[Supplied records — start]

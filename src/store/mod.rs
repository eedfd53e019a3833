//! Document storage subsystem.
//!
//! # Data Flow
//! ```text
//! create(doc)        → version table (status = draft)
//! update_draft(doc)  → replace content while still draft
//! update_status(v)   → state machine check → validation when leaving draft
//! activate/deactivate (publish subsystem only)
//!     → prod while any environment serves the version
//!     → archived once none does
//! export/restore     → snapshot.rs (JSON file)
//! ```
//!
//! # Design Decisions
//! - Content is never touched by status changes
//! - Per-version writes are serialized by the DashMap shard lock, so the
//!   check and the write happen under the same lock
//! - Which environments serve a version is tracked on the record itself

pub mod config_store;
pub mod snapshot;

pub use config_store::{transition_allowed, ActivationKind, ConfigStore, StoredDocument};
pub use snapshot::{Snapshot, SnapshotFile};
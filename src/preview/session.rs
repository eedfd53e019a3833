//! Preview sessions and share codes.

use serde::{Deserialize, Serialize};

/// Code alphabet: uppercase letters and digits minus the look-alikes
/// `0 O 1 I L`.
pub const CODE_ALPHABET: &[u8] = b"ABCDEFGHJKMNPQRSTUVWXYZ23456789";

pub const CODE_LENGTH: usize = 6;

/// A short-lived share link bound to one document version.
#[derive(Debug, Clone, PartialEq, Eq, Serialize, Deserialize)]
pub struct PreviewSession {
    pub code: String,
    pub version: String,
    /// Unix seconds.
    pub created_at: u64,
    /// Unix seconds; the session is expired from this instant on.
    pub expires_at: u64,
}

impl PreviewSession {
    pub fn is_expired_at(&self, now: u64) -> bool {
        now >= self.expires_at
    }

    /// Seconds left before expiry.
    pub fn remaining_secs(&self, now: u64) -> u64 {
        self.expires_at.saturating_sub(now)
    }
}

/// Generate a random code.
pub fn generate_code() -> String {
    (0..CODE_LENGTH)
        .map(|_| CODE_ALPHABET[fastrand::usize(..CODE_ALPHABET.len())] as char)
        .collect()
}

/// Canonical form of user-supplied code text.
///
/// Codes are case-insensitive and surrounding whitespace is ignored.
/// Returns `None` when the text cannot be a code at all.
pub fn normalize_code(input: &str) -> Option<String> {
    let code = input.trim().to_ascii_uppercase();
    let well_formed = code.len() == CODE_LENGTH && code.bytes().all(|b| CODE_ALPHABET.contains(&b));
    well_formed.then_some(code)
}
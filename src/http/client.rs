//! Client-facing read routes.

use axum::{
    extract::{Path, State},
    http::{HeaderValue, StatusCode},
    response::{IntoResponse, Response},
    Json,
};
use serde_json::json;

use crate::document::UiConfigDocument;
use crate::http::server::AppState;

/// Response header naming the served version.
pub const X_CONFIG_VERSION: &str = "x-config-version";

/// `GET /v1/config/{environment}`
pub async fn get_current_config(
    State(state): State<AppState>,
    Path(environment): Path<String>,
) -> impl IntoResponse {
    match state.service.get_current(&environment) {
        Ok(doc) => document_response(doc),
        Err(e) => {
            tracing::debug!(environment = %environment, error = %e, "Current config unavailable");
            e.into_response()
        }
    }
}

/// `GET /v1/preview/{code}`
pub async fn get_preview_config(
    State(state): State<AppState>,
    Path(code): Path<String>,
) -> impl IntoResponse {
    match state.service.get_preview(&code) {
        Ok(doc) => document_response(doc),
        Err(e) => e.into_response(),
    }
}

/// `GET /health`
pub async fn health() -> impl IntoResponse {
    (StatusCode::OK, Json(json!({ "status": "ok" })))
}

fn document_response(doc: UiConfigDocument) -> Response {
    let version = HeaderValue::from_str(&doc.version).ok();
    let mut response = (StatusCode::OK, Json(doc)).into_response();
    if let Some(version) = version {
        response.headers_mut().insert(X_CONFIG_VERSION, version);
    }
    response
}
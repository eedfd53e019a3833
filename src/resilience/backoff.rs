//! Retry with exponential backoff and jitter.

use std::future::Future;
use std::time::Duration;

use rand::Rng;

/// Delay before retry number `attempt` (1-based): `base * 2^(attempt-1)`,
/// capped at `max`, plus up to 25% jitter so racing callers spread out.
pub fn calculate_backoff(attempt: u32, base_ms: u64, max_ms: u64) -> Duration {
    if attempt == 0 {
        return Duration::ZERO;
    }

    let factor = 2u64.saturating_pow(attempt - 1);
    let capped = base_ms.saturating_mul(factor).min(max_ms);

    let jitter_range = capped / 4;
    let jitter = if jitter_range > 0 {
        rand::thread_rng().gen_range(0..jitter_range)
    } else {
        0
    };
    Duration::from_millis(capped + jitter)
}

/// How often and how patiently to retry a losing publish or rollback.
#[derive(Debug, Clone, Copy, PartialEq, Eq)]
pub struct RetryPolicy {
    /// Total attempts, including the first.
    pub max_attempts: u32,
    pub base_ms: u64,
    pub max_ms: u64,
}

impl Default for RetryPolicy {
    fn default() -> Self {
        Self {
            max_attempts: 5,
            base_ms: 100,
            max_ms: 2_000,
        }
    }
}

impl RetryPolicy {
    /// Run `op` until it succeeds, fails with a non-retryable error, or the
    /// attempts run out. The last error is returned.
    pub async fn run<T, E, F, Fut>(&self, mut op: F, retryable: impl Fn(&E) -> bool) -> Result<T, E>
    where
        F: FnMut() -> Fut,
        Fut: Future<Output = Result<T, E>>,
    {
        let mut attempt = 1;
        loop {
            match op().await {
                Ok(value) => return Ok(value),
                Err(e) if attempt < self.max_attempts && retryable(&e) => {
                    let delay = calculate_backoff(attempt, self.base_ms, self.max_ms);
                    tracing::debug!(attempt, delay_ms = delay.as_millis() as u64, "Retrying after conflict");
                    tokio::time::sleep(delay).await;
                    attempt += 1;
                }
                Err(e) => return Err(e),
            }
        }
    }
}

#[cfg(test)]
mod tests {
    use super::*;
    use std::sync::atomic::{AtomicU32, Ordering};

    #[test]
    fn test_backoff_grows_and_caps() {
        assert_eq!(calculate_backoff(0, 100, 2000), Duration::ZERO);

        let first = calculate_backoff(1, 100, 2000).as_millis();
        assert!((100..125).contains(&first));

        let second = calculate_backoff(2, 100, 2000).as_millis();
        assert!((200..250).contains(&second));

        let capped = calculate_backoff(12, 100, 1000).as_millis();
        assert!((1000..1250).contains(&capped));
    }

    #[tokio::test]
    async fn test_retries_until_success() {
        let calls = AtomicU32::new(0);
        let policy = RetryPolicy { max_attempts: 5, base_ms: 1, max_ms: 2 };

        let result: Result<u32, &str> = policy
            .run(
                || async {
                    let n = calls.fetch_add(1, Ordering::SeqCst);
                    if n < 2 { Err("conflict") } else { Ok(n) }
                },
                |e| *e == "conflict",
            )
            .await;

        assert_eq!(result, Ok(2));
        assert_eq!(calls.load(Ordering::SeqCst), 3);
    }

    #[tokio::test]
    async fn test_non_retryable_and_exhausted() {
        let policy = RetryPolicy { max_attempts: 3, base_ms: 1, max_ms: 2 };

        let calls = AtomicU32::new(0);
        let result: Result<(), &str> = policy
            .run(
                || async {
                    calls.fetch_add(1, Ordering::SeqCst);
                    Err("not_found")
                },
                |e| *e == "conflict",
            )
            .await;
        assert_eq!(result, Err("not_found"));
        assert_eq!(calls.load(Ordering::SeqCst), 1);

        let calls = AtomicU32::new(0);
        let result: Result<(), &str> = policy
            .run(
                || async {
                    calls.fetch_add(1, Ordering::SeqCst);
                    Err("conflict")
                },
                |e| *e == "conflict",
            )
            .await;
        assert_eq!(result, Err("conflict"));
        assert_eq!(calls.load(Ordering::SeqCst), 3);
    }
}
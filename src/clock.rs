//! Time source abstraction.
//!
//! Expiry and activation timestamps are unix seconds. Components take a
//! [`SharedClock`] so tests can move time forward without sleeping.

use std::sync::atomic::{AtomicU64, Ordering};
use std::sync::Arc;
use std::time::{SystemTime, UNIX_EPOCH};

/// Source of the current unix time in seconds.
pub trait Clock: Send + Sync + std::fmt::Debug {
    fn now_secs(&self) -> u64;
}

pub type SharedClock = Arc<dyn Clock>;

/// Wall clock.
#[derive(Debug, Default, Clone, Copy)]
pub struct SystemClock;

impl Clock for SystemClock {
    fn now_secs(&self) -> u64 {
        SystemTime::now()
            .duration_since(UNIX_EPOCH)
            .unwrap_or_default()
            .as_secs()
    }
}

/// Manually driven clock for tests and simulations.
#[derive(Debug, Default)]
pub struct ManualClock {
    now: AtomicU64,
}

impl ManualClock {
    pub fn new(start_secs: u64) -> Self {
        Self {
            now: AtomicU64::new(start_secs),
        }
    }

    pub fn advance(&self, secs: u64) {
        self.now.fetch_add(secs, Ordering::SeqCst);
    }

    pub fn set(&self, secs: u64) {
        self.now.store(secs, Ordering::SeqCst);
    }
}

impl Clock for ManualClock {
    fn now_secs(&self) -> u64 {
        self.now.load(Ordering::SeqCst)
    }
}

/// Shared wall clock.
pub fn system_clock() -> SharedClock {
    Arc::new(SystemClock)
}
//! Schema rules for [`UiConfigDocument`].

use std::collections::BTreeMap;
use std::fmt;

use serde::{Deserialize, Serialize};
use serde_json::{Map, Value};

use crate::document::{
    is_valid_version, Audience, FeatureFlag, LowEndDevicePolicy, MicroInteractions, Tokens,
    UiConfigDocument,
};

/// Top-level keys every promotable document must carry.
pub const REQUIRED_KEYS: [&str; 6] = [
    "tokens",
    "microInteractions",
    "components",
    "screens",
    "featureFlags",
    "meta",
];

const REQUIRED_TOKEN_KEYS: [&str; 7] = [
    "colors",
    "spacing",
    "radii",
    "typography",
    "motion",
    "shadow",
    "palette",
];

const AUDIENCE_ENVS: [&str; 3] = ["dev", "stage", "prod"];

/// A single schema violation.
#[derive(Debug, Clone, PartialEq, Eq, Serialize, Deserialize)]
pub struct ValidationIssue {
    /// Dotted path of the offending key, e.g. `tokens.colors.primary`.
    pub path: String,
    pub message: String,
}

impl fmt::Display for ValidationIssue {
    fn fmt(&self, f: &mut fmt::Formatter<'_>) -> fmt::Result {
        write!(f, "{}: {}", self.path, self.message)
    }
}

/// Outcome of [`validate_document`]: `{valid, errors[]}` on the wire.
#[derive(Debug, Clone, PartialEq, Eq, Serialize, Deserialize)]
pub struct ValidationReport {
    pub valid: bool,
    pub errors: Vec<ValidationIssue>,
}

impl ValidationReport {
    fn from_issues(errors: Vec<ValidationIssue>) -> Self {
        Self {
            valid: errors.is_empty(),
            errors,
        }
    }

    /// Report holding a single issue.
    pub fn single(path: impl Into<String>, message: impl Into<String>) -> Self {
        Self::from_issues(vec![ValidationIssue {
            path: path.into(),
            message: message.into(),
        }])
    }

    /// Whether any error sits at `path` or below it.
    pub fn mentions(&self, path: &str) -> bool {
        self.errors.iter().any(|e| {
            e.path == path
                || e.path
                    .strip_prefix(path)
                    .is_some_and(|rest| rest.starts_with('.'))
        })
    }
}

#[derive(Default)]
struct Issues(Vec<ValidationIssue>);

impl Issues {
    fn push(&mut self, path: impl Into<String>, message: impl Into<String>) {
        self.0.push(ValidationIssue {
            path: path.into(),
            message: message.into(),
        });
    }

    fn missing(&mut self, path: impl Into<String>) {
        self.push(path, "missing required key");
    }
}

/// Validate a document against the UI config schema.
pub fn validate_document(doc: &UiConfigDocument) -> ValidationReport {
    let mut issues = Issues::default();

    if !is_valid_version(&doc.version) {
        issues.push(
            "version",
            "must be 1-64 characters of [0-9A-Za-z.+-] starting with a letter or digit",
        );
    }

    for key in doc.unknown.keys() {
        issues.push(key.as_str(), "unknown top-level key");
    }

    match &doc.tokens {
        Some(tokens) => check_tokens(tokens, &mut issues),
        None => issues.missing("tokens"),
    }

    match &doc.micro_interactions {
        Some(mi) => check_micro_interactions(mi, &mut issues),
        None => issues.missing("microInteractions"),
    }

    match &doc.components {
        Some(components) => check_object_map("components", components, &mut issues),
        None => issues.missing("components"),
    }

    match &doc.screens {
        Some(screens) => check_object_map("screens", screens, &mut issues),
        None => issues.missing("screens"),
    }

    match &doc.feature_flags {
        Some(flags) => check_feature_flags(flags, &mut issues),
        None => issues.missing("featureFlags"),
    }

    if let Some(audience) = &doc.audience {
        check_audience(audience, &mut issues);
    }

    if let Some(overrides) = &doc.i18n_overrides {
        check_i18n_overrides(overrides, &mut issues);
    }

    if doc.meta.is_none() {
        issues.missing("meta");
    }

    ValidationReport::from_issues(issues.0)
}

[Supplied records — finish]

### [Directions for this task]
Lines to set down from above: the line with "let well_formed = code.len()", the line with "use crate::http::server::AppState;", and every line between, each exactly as written.

### [Solution for this exercise]
    let well_formed = code.len() == CODE_LENGTH && code.bytes().all(|b| CODE_ALPHABET.contains(&b));
    well_formed.then_some(code)
}
filename src/http/client.rs
//! Client-facing read routes.

use axum::{
    extract::{Path, State},
    http::{HeaderValue, StatusCode},
    response::{IntoResponse, Response},
    Json,
};
use serde_json::json;

use crate::document::UiConfigDocument;
use crate::http::server::AppState;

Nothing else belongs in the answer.